All of them are fleeing something. Growing up without a father, Hana’s tired of the pity in her classmates’ eyes, and finds a flashier mother figure in Kimiko. Kimiko is older than Hana's mother but seems much younger, chatting easily about school and boys and wanting a better life. Fate throws them together with two more young women—bruised but not broken by life. Together the four set out to remake their lives, fighting predatory lenders, organized criminals, and plain bad luck as they open a bar called Lemon.
Keeping the business going, and trying to take care of each other, forms the core of this enrapturing novel. It is a story of startling reversals and vivid portraits of the matriarchy of Tokyo nightlife and its adjacent criminal underclasses. From the bar owners to the aging hostesses to the young street touts coaxing people off the street to places like Lemon, everyone wants a chance at renewal, but can everyone get it?

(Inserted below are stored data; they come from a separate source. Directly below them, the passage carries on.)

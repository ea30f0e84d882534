pub mod dataset;
pub mod generate;
pub mod group_look;
pub mod projection;
pub mod selection;
pub mod series;
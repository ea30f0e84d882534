//! Companion series panel: the selected row, or its mean/sigma aggregate.

use egui::{Color32, Ui};
use egui_plot::{Line, Plot};

use crate::data::series::{DisplayMode, SeriesData};

pub struct SeriesPanel {
    pub color: Color32,
    pub width: f32,
}

impl Default for SeriesPanel {
    fn default() -> Self {
        Self {
            color: Color32::from_rgb(31, 119, 180),
            width: 1.5,
        }
    }
}

impl SeriesPanel {
    /// Render the shaped series as a line over integer sample positions.
    ///
    /// An empty series still shows the plot frame, just with nothing in it —
    /// the blank-plot rendering of a cleared or stale selection.
    pub fn render(&mut self, ui: &mut Ui, series: &SeriesData, mode: DisplayMode) {
        let plot = Plot::new("selection_series")
            .allow_scroll(false)
            .x_axis_formatter(|x, _range| {
                let v = x.value;
                if v < 0.0 || v.fract() != 0.0 {
                    String::new()
                } else {
                    format!("{}", v as i64)
                }
            });

        plot.show(ui, |plot_ui| {
            if let SeriesData::Values(_) = series {
                let line = Line::new(mode.label(), series.points())
                    .color(self.color)
                    .width(self.width);
                plot_ui.line(line);
            }
        });
    }
}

Narrated by Hana in Kawakami’s trademark evocatively poetic style and paced like a noir, Sisters in Yellow will be the literary blockbuster of the season. This epic of friendship and betrayal is the kind of book one longs to return to when away from a world until itself, and a book that makes you think while it produces immensities of feeling. It is a major novel that, like so many of the best recent phenomena—from Donna Tartt to Hanya Yanigahara—explores how we survive (or don't) together.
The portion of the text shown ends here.